Sin embargo, el cólera llegó al Perú durante una crisis. En enero de 1991, el Perú intentaba recuperarse del desastroso legado del gobierno aprista. Poco después de asumir la presidencia, Fujimori aplicó el famoso paquetazo o shock económico. Bajo el dictum “Que Dios nos ayude” del ministro de economía Hurtado Miller, el pueblo fue víctima del hambre y la miseria. En 1990, de los 22 millones de peruanos, 13 millones vivían en la extrema pobreza. Otros estudios indicaban que sólo el 55% de los peruanos tenían agua potable, y menos del 40% tenían sistemas de desagüe. Bajo ese nivel socioeconómico tan bajo, el cólera ocasionó un desastre.

A fines de Enero, los primeros casos de Cólera aparecen en Chimbote. Curiosamente, estos enfermos declararon “haber comido pescado” antes de enfermarse. Es allí donde el mito del pescado como agente contaminante se inicia. El miedo y la ignorancia hicieron que el mito se expanda. En realidad el cólera se transmitía de varias maneras: beber agua contaminada, comer una receta cruda (ensaladas) preparada insalubremente, no lavarse las manos, comer en puestos ambulantes carentes de higiene, etc. El 7 de febrero, el ministro de Salud Vidal anuncia que la gente debería evitar comer “pescado y mariscos” y que “no acudieran a la playa.” Semejantes declaraciones parecían improvisadas viniendo de un ministro. Pero la paranoia ya había comenzado. El 8 de Febrero, trabajadores municipales confiscaron las fuentes de comida de miles de ambulantes en Lima.

A su vez, las autoridades Chimbotanas incineraron dos toneladas y media de pescado. Sus pescadores y comerciantes fueron obligados a deshacerse de más de 190 toneladas de pescado. En ese mes, muchos de ellos pasaron hambre. Poco después el Director de la Organización Panamericana de Salud, Carley Guerra, anunció la forma más lógica de prevención: no consumir alimentos crudos y beber agua que haya sido previamente hervida. Y sin embargo, los mitos prevalecieron. Algunas cebicherías cerraron, y otros restaurantes excluyeron el pescado de su menú. Las playas se mantuvieron desiertas. Era conmovedor ver a los comerciantes y pescadores tratando de sobrevivir. Además de comer pescado crudo públicamente, otros regalaban potajes de pescado a clientes potenciales. De esta forma demostraban que sus pescados eran “sanos.”

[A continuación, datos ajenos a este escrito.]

//! OTP login flow.
//!
//! A small state machine per phone number: `send` creates a `PENDING`
//! challenge (hashed code, expiry, attempt counter), `verify` consumes it.
//! Terminal outcomes (verified, expired, exhausted) all delete the
//! challenge; a fresh `send` always starts over. At most one challenge is
//! live per phone - the store's upsert replaces any predecessor.
//!
//! The plaintext code exists only on the wire to the SMS provider (or in
//! the send response in bypass mode); storage and comparison use a SHA-256
//! digest.

mod error;

pub use error::OtpError;

use chrono::Utc;
use governor::clock::{Clock, DefaultClock};
use governor::state::keyed::DashMapStateStore;
use governor::{Quota, RateLimiter};
use rand::Rng;
use sqlx::PgPool;
use std::num::NonZeroU32;
use std::time::Duration;

use marigold_core::Phone;

use crate::config::OtpConfig;
use crate::db::{OtpChallengeRepository, RepositoryError};
use crate::models::otp::OtpChallenge;
use crate::services::sms::SmsSender;

/// Persistence seam for challenges.
///
/// The production implementation is [`PgChallengeStore`]; tests use an
/// in-memory map. Contract per operation:
/// - `replace` atomically supersedes any prior challenge for the phone
/// - `record_failed_attempt` is an atomic increment returning the new count
/// - `delete` is idempotent
pub trait ChallengeStore {
    fn replace(
        &self,
        challenge: &OtpChallenge,
    ) -> impl Future<Output = Result<(), RepositoryError>> + Send;

    fn find(
        &self,
        phone: &Phone,
    ) -> impl Future<Output = Result<Option<OtpChallenge>, RepositoryError>> + Send;

    fn record_failed_attempt(
        &self,
        phone: &Phone,
    ) -> impl Future<Output = Result<i32, RepositoryError>> + Send;

    fn delete(&self, phone: &Phone) -> impl Future<Output = Result<bool, RepositoryError>> + Send;
}

/// Postgres-backed challenge store.
pub struct PgChallengeStore {
    pool: PgPool,
}

impl PgChallengeStore {
    #[must_use]
    pub const fn new(pool: PgPool) -> Self {
        Self { pool }
    }
}

impl ChallengeStore for PgChallengeStore {
    async fn replace(&self, challenge: &OtpChallenge) -> Result<(), RepositoryError> {
        OtpChallengeRepository::new(&self.pool)
            .replace(&challenge.phone, &challenge.code_hash, challenge.expires_at)
            .await
    }

    async fn find(&self, phone: &Phone) -> Result<Option<OtpChallenge>, RepositoryError> {
        OtpChallengeRepository::new(&self.pool).find(phone).await
    }

    async fn record_failed_attempt(&self, phone: &Phone) -> Result<i32, RepositoryError> {
        OtpChallengeRepository::new(&self.pool)
            .record_failed_attempt(phone)
            .await
    }

    async fn delete(&self, phone: &Phone) -> Result<bool, RepositoryError> {
        OtpChallengeRepository::new(&self.pool).delete(phone).await
    }
}

/// Outcome of a successful `send`.
#[derive(Debug, Clone)]
pub struct SendOutcome {
    /// The canonical phone the challenge was created for.
    pub phone: Phone,
    /// The fixed code, echoed back in bypass mode only so test clients
    /// can complete the flow without a handset. Always `None` when a real
    /// SMS was dispatched.
    pub bypass_code: Option<String>,
}

/// Outcome of a successful `verify`: the identity the caller may now
/// establish a session for.
#[derive(Debug, Clone)]
pub struct VerifiedPhone {
    pub phone: Phone,
}

type SendQuota = RateLimiter<String, DashMapStateStore<String>, DefaultClock>;

/// OTP login service.
pub struct OtpService<C, S> {
    store: C,
    sender: S,
    config: OtpConfig,
    send_quota: SendQuota,
    clock: DefaultClock,
}

impl<C: ChallengeStore, S: SmsSender> OtpService<C, S> {
    /// Create the service.
    ///
    /// The per-phone send quota lives here (keyed governor limiter); it is
    /// the one piece of shared mutable state in the flow and uses the
    /// limiter's atomic state cells rather than read-modify-write.
    #[must_use]
    pub fn new(store: C, sender: S, config: OtpConfig) -> Self {
        let clock = DefaultClock::default();
        let send_quota = build_send_quota(&config, &clock);
        Self {
            store,
            sender,
            config,
            send_quota,
            clock,
        }
    }

    /// Issue a fresh challenge for `raw_phone` and dispatch the code.
    ///
    /// The upsert completes before dispatch and before returning, so a
    /// client that sees success can immediately verify. A dispatch failure
    /// rolls the challenge back - no stored code the user never received.
    ///
    /// # Errors
    ///
    /// - `OtpError::InvalidPhone` for unparseable numbers
    /// - `OtpError::RateLimited` when the phone's send quota is exhausted
    /// - `OtpError::Dispatch` when the SMS provider fails
    /// - `OtpError::Repository` on store failures
    pub async fn send(&self, raw_phone: &str) -> Result<SendOutcome, OtpError> {
        let phone = Phone::parse(raw_phone)?;

        // Quota check first: a blocked phone must not generate or store
        // a new code.
        if let Err(not_until) = self.send_quota.check_key(&phone.as_str().to_owned()) {
            let retry_after = not_until.wait_time_from(self.clock.now());
            tracing::info!(phone = %phone, ?retry_after, "otp send quota exceeded");
            return Err(OtpError::RateLimited { retry_after });
        }

        let code = if self.config.bypass {
            self.config
                .bypass_code
                .clone()
                .ok_or(OtpError::Repository(RepositoryError::DataCorruption(
                    "bypass mode without bypass code".to_owned(),
                )))?
        } else {
            generate_code(self.config.code_length)
        };

        let challenge = OtpChallenge {
            phone: phone.clone(),
            code_hash: hash_code(&code),
            expires_at: Utc::now() + chrono::Duration::seconds(self.config.ttl_secs),
            attempts: 0,
            created_at: Utc::now(),
        };
        self.store.replace(&challenge).await?;

        if self.config.bypass {
            tracing::info!(phone = %phone, "otp bypass mode: skipping sms dispatch");
            return Ok(SendOutcome {
                phone,
                bypass_code: Some(code),
            });
        }

        if let Err(dispatch_err) = self.sender.send_code(&phone, &code).await {
            // Roll back so no challenge exists for a code nobody received.
            if let Err(cleanup_err) = self.store.delete(&phone).await {
                tracing::error!(phone = %phone, error = %cleanup_err,
                    "failed to roll back challenge after dispatch failure");
            }
            return Err(OtpError::Dispatch(dispatch_err));
        }

        tracing::info!(phone = %phone, "otp code dispatched");
        Ok(SendOutcome {
            phone,
            bypass_code: None,
        })
    }

    /// Verify a submitted code against the live challenge.
    ///
    /// Single-use: success deletes the challenge, so a replayed code finds
    /// nothing pending. Expiry and the attempt cap also delete it.
    ///
    /// # Errors
    ///
    /// - `OtpError::InvalidPhone` / `MissingCode` / `MalformedCode` for
    ///   validation failures (these never touch the challenge)
    /// - `OtpError::NoPending` when no challenge exists
    /// - `OtpError::Expired` / `TooManyAttempts` for dead challenges
    /// - `OtpError::InvalidCode` on mismatch
    /// - `OtpError::Repository` on store failures
    pub async fn verify(
        &self,
        raw_phone: &str,
        submitted_code: &str,
    ) -> Result<VerifiedPhone, OtpError> {
        let phone = Phone::parse(raw_phone)?;

        let submitted = submitted_code.trim();
        if submitted.is_empty() {
            return Err(OtpError::MissingCode);
        }
        if !submitted.chars().all(|c| c.is_ascii_digit()) {
            return Err(OtpError::MalformedCode);
        }

        let challenge = self
            .store
            .find(&phone)
            .await?
            .ok_or(OtpError::NoPending)?;

        if challenge.is_expired(Utc::now()) {
            self.store.delete(&phone).await?;
            return Err(OtpError::Expired);
        }

        if challenge.attempts >= self.config.max_attempts {
            // Stale over-limit row (e.g. a crashed earlier cleanup)
            self.store.delete(&phone).await?;
            return Err(OtpError::TooManyAttempts);
        }

        if hash_code(submitted) != challenge.code_hash {
            let attempts = self.store.record_failed_attempt(&phone).await?;
            if attempts >= self.config.max_attempts {
                self.store.delete(&phone).await?;
                tracing::info!(phone = %phone, attempts, "otp challenge exhausted");
                return Err(OtpError::TooManyAttempts);
            }
            tracing::debug!(phone = %phone, attempts, "otp code mismatch");
            return Err(OtpError::InvalidCode);
        }

        // Single use: consume on success.
        self.store.delete(&phone).await?;
        tracing::info!(phone = %phone, "otp verified");
        Ok(VerifiedPhone { phone })
    }
}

Para eliminar el miedo y la desinformación, muchos ministros hicieron actos simbólicos. Se reunían para degustar platos de pescado frito o hervido para demostrar que lo importante era la higiene y la cocción de alimentos. El mismo Fujimori también se comió un cebiche, asegurando que el problema no era el pescado sino la higiene. Sin embargo, debido a la pobreza, casi la mitad de peruanos no podían practicarla. En cuestión de semanas la epidemia se había esparcido en todo el país. Y mientras el gobierno prescribía la higiene, el ministerio de Salud siguió satanizando el pescado. Esto confundió más al público, el cual experimentó una extrema ansiedad por varios meses.

Los hospitales se llenaron y muchos pacientes fueron acomodados en el suelo. Algunas escuelas e iglesias fueron convertidas en hospitales provisionales. El caos, la falta de atención médica y la pobreza agravó el escenario. Fueron épocas duras. Además de aguantar hambre y pobreza, y el terrorismo de Sendero y del Estado, el Cólera causó mucha agonía a los peruanos mas humildes. Pero el Perú, como siempre, soportó. A fines de Marzo de 1991, el número de casos disminuyó, y la epidemia gradualmente desapareció. Al final, el cólera infectó a 322,562 pacientes, de los cuales 2909 perdieron la vida.